That hit her with another jolt. "Do you think it might be a passing phase?" she asked quietly.

"I don’t know. If it is, it’s taking a damn long time to pass. And look at them. They almost canoodle when they’re together."

"You know," she said, "I didn’t really believe you at first. When you came round and started telling me about it. It seemed as though you were talking about some other boy, not my son. Even though you seemed to know all about us and about Ashley. It was only when we went down into the boat, and into the cabin, and they came out … like that. I mean …"

"You mean they can’t have been wearing anything when we arrived. And I shudder to think what they might have been doing together. But I thought it might have been the case. That’s why I wanted you to give them time."

"Yes. Sorry."

We fell silent. I looked at my watch. "They’ve had half an hour. Let’s go back and talk to them again."

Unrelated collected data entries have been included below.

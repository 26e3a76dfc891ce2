use thiserror::Error;

/// 生成失败发生的阶段
#[derive(Debug, Clone, Copy, PartialEq, Eq)]
pub enum FailedStage {
    /// 封面请求
    Cover,
    /// 内页批次，`start` 为该批次之前已生成的内页数量
    Batch { start: usize },
}

impl std::fmt::Display for FailedStage {
    fn fmt(&self, f: &mut std::fmt::Formatter<'_>) -> std::fmt::Result {
        match self {
            FailedStage::Cover => write!(f, "cover"),
            FailedStage::Batch { start } => write!(f, "batch@{}", start),
        }
    }
}

/// 请求参数校验错误
#[derive(Debug, Clone, PartialEq, Eq, Error)]
pub enum ValidationError {
    /// 主题为空
    #[error("主题不能为空")]
    EmptyTheme,
    /// 页数非正数
    #[error("页数必须大于 0 (当前: {0})")]
    NonPositivePageCount(i64),
    /// 页数超过上限
    #[error("页数不能超过 {max} (当前: {actual})")]
    PageCountTooLarge { max: i64, actual: i64 },
}

/// 应用程序错误类型
#[derive(Debug, Error)]
pub enum AppError {
    /// 参数校验失败，不会发起任何远程调用
    #[error("参数校验失败: {0}")]
    Validation(#[from] ValidationError),

    /// 图片服务返回空结果（或数量不足）
    #[error("图片生成失败 ({stage}): 服务未返回足够的图片")]
    GenerationFailed { stage: FailedStage },

    /// 已有生成任务在运行
    #[error("已有生成任务正在进行")]
    RunInProgress,

    /// 网络请求失败
    #[error("API请求失败 ({endpoint}): {source}")]
    RequestFailed {
        endpoint: String,
        #[source]
        source: reqwest::Error,
    },

    /// API 返回非成功状态码
    #[error("API返回错误响应 ({endpoint}): status={status}, body={body}")]
    BadResponse {
        endpoint: String,
        status: u16,
        body: String,
    },

    /// JSON 解析失败
    #[error("JSON解析失败: {0}")]
    Json(#[from] serde_json::Error),

    /// 图片数据 base64 解码失败
    #[error("图片数据解码失败: {0}")]
    Base64(#[from] base64::DecodeError),

    /// 图片解码/编码失败
    #[error("图片处理失败: {0}")]
    Image(#[from] image::ImageError),

    /// PDF 组装失败
    #[error("PDF生成失败: {0}")]
    Pdf(#[from] lopdf::Error),

    /// 文件读写失败
    #[error("文件错误: {0}")]
    Io(#[from] std::io::Error),

    /// 配置错误
    #[error("配置错误: {0}")]
    Config(String),

    /// 其他意外错误
    #[error("错误: {0}")]
    Unexpected(String),
}

impl AppError {
    /// 创建 API 请求失败错误
    pub fn request_failed(endpoint: impl Into<String>, source: reqwest::Error) -> Self {
        AppError::RequestFailed {
            endpoint: endpoint.into(),
            source,
        }
    }

    /// 创建生成失败错误
    pub fn generation_failed(stage: FailedStage) -> Self {
        AppError::GenerationFailed { stage }
    }

    /// 面向用户的提示信息
    ///
    /// 生成过程中的各类失败不区分原因，统一返回一条通用提示；
    /// 详细原因只写入日志。
    pub fn user_message(&self) -> String {
        match self {
            AppError::Validation(e) => e.to_string(),
            AppError::RunInProgress => "涂色书正在生成中，请等待当前任务完成".to_string(),
            _ => "生成涂色书时出错，请稍后重试".to_string(),
        }
    }
}

/// 应用程序结果类型
pub type AppResult<T> = Result<T, AppError>;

But when we got down into the cabin, I could sense their mood. There was an atmosphere of defiance in the air. I looked at them hard.

"Ready to go home?"

Neither of them moved. I looked at Ruth, and we both sat down.

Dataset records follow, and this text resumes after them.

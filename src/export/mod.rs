//! 导出层（Export Layer）
//!
//! ## 职责
//!
//! 读取当前画廊中已经渲染的页面，生成输出文件。导出只依赖画廊，
//! 不接触生成流程内部的序列。
//!
//! ## 模块划分
//!
//! ### `pdf_writer` - 固定页面尺寸的 PDF 文档
//! ### `download_queue` - 按固定间隔逐个保存文件的队列
//!
//! ## 两种导出
//!
//! 1. **PDF**：只包含内页，每页一张图片，四周统一边距，拉伸填满
//! 2. **单张图片**：包含封面在内的所有页面，使用预先计算的文件名

pub mod download_queue;
pub mod pdf_writer;

use std::fs;
use std::path::{Path, PathBuf};
use std::time::Duration;

use tracing::info;

use crate::error::{AppError, AppResult};
use crate::orchestrator::Gallery;
use crate::utils::{document_file_name, is_plain_file_name};

pub use download_queue::{DownloadHandle, DownloadQueue, DownloadReport, DownloadTask};
pub use pdf_writer::{EmbeddedImage, Orientation, PageFormat, PdfDocument};

/// PDF 页面布局
#[derive(Debug, Clone, Copy, PartialEq)]
pub struct DocumentLayout {
    pub orientation: Orientation,
    pub format: PageFormat,
    /// 四周统一边距（毫米）
    pub margin_mm: f32,
}

impl Default for DocumentLayout {
    fn default() -> Self {
        Self {
            orientation: Orientation::Portrait,
            format: PageFormat::A4,
            margin_mm: 10.0,
        }
    }
}

impl DocumentLayout {
    pub fn with_margin(margin_mm: f32) -> Self {
        Self {
            margin_mm,
            ..Self::default()
        }
    }

    /// 图片放置区域 `(x, y, w, h)`，单位毫米
    ///
    /// 区域大小与图片原始比例无关，图片会被拉伸填满。
    pub fn image_area(&self) -> (f32, f32, f32, f32) {
        let page = self.format.oriented(self.orientation);
        (
            self.margin_mm,
            self.margin_mm,
            page.width_mm - 2.0 * self.margin_mm,
            page.height_mm - 2.0 * self.margin_mm,
        )
    }
}

/// 导出 PDF
///
/// # 参数
/// - `gallery`: 当前画廊
/// - `layout`: 页面布局
/// - `output_dir`: 输出目录
///
/// # 返回
/// 没有内页时不创建文档，返回 `None`；否则返回 PDF 路径
pub fn export_document(
    gallery: &Gallery,
    layout: &DocumentLayout,
    output_dir: &Path,
) -> AppResult<Option<PathBuf>> {
    let pages: Vec<_> = gallery.interior_pages().collect();
    if pages.is_empty() {
        info!("没有可导出的内页，跳过 PDF 导出");
        return Ok(None);
    }

    info!("📚 正在导出 PDF，共 {} 页...", pages.len());

    let mut pdf = PdfDocument::new(layout.orientation, layout.format);
    let (x, y, w, h) = layout.image_area();

    for (i, item) in pages.iter().enumerate() {
        if i > 0 {
            pdf.add_page();
        }
        let image = EmbeddedImage::from_bytes(&item.page.image.bytes)?;
        pdf.add_image(&image, x, y, w, h);
    }

    let file_name = document_file_name(gallery.sanitized_theme());
    if !is_plain_file_name(&file_name) {
        return Err(AppError::Unexpected(format!("无效的 PDF 文件名: {}", file_name)));
    }

    fs::create_dir_all(output_dir)?;
    let path = output_dir.join(file_name);
    pdf.save(&path)?;

    info!("✓ PDF 已保存: {}", path.display());
    Ok(Some(path))
}

/// 逐个保存所有页面（含封面）
///
/// # 参数
/// - `gallery`: 当前画廊
/// - `output_dir`: 输出目录
/// - `interval`: 相邻两个文件之间的间隔
///
/// # 返回
/// 队列句柄，可以等待全部保存完成
pub fn export_individual_files(
    gallery: &Gallery,
    output_dir: &Path,
    interval: Duration,
) -> AppResult<DownloadHandle> {
    let mut queue = DownloadQueue::new(interval);
    for item in gallery.items() {
        queue.push(DownloadTask {
            file_name: item.file_name.clone(),
            bytes: item.page.image.bytes.clone(),
        });
    }

    if !queue.is_empty() {
        fs::create_dir_all(output_dir)?;
        info!(
            "📥 开始逐个保存 {} 个文件，间隔 {} 毫秒",
            queue.len(),
            interval.as_millis()
        );
    }

    Ok(queue.start(output_dir))
}

#[cfg(test)]
mod tests {
    use super::*;

    #[test]
    fn test_image_area_uses_uniform_margin() {
        let layout = DocumentLayout::default();
        assert_eq!(layout.image_area(), (10.0, 10.0, 190.0, 277.0));

        let landscape = DocumentLayout {
            orientation: Orientation::Landscape,
            ..DocumentLayout::with_margin(5.0)
        };
        assert_eq!(landscape.image_area(), (5.0, 5.0, 287.0, 200.0));
    }
}
//! 应用入口 - 编排层
//!
//! ## 职责
//!
//! 本模块是整个应用的入口，负责一次涂色书生成的完整生命周期。
//!
//! ## 核心功能
//!
//! 1. **应用初始化**：初始化日志文件、创建图片客户端和控制器
//! 2. **请求校验**：从配置构造 BookRequest，校验失败时不发起任何请求
//! 3. **生成调度**：委托 BookController 执行生成
//! 4. **导出**：只有生成成功后才允许导出 PDF 或单张图片
//! 5. **全局统计**：输出结果并写入日志文件

use std::path::PathBuf;
use std::time::Duration;

use anyhow::{anyhow, Result};
use tracing::{error, info, warn};

use crate::clients::ImagenClient;
use crate::config::Config;
use crate::export::{self, DocumentLayout};
use crate::models::BookRequest;
use crate::orchestrator::controller::BookController;
use crate::orchestrator::gallery::ProgressLogger;
use crate::utils::logging;

/// 应用主结构
pub struct App {
    config: Config,
    controller: BookController<ImagenClient>,
}

impl App {
    /// 初始化应用
    pub async fn initialize(config: Config) -> Result<Self> {
        // 初始化日志文件
        logging::init_log_file(&config.output_log_file)?;

        let client = ImagenClient::new(&config)?;

        logging::log_startup(
            &config.book_theme,
            config.book_page_count,
            client.model_name(),
        );

        let controller =
            BookController::new(client).with_renderer(ProgressLogger::new(config.verbose_logging));

        Ok(Self { config, controller })
    }

    /// 运行应用主逻辑
    pub async fn run(&self) -> Result<()> {
        let request = match BookRequest::new(&self.config.book_theme, self.config.book_page_count)
        {
            Ok(request) => request,
            Err(e) => {
                error!("❌ {}", e);
                logging::append_log_line(&self.config.output_log_file, &format!("请求无效: {}", e))?;
                return Err(e.into());
            }
        };

        logging::append_log_line(
            &self.config.output_log_file,
            &format!("主题: {} | 页数: {}", request.theme(), request.page_count()),
        )?;

        let outcome = self.controller.submit(&request).await;

        let rendered = self.controller.gallery().len();
        logging::print_final_stats(
            rendered,
            request.page_count(),
            outcome.is_ok(),
            &self.config.output_log_file,
        );

        if let Err(e) = outcome {
            // 详细原因已由控制器记录，这里只给出通用提示
            error!("❌ {}", e.user_message());
            logging::append_log_line(
                &self.config.output_log_file,
                &format!("生成失败 (已渲染 {} 页): {}", rendered, e),
            )?;
            // 不向调用方暴露具体原因
            return Err(anyhow!(e.user_message()));
        }

        logging::append_log_line(
            &self.config.output_log_file,
            &format!("生成成功: {} 页", rendered),
        )?;

        if !self.controller.export_enabled() {
            warn!("⚠️ 导出未开放，跳过导出");
            return Ok(());
        }

        self.export().await
    }

    /// 按配置导出
    async fn export(&self) -> Result<()> {
        let output_dir = PathBuf::from(&self.config.output_dir);
        let mode = self.config.export_mode;

        if mode.wants_document() {
            let gallery = self.controller.gallery().clone();
            let layout = DocumentLayout::with_margin(self.config.pdf_margin_mm);
            let dir = output_dir.clone();

            let saved = tokio::task::spawn_blocking(move || {
                export::export_document(&gallery, &layout, &dir)
            })
            .await??;

            if let Some(path) = saved {
                logging::append_log_line(
                    &self.config.output_log_file,
                    &format!("PDF: {}", path.display()),
                )?;
            }
        }

        if mode.wants_files() {
            let handle = {
                let gallery = self.controller.gallery();
                export::export_individual_files(
                    &gallery,
                    &output_dir,
                    Duration::from_millis(self.config.download_interval_ms),
                )?
            };

            let report = handle.completed().await?;
            info!(
                "✓ 单张图片已保存 {} 个到 {}",
                report.saved.len(),
                output_dir.display()
            );
            logging::append_log_line(
                &self.config.output_log_file,
                &format!(
                    "单张图片: 成功 {}, 失败 {}",
                    report.saved.len(),
                    report.failed.len()
                ),
            )?;
        }

        Ok(())
    }
}

#[cfg(test)]
mod tests {
    use super::*;
    use crate::config::ExportMode;

    #[tokio::test]
    async fn test_run_failure_surfaces_generic_message_only() {
        let dir = tempfile::tempdir().unwrap();
        let log_file = dir.path().join("run.txt");
        let config = Config {
            image_api_key: "test-key".to_string(),
            // 本地没有监听的端口，请求立即失败
            image_api_base_url: "http://127.0.0.1:1/v1beta".to_string(),
            book_theme: "Dinosaurs".to_string(),
            book_page_count: 3,
            export_mode: ExportMode::None,
            output_dir: dir.path().join("out").to_string_lossy().into_owned(),
            output_log_file: log_file.to_string_lossy().into_owned(),
            ..Config::default()
        };

        let app = App::initialize(config).await.unwrap();
        let err = app.run().await.unwrap_err();

        assert_eq!(err.to_string(), "生成涂色书时出错，请稍后重试");
        assert_eq!(err.chain().count(), 1);
        assert!(!format!("{:?}", err).contains("127.0.0.1"));

        // 详细原因只写入日志文件
        let log = std::fs::read_to_string(&log_file).unwrap();
        assert!(log.contains("生成失败"));
        assert!(!dir.path().join("out").exists());
    }
}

"You’re not coming quietly?"

They looked at each other, but didn’t say anything. They were digging their heels in, as I had feared. I sighed.

"OK then. You’re staying here. But we’re laying down some ground rules. The first of which is that you give us your mobile numbers." I fished in my bag for a pencil and my diary. "Here." I thrust it across the table to them.

There was a pause – I think they were more surprised than anything – then Nick reached for it and wrote in silence.

"Ashley," I said, pushing it over to him. Meekly, he put his in too. I put the diary back in my bag.

"OK. Next thing is that you ring us each day – once in the morning and once at night will do. If you have any plans to leave the boat – to go anywhere – unless it’s just for the day, you ring and clear it with us. OK?"

They nodded like the small boys they had only recently been.

"Good. When you want collecting, ring us. When it’s convenient for us, we’ll collect you." Don’t let them make all the running. "Oh, and have you any money?"

"Twenty pounds," said Nick.

"Been saving up your pocket money? OK, then," and I fished for my purse, "here’s another twenty. Ashley?"

"A fiver," he whispered. He looked at his Mum. She bit her lip, and then reached into her handbag. Another twenty passed across the table.

"You’ve food?" Nick nodded. "And some fresh clothes?"


"OK … well, then." I stood up.

Slowly, reluctantly, Ruth stood up too. The boys stood up. Awkwardly, we all stood in that small cabin. I reached for Nick.

"It’s all right, Nick, I still love you."

"Mum." And he sniffled. My heart almost broke.

Ashley had his arms around his mother’s neck too. "Sorry, Mum," he was whispering.

I pulled away from Nick, then tugged at Ruth’s sleeve.

"Come on," I said harshly.

We somehow made our way on onto the pontoon. I had to wipe my eyes now. Without a word to each other we walked back to the car. I knew that on the way back Ruth was weeping quietly to herself. I had to concentrate on the road. That way, I wouldn’t cry either.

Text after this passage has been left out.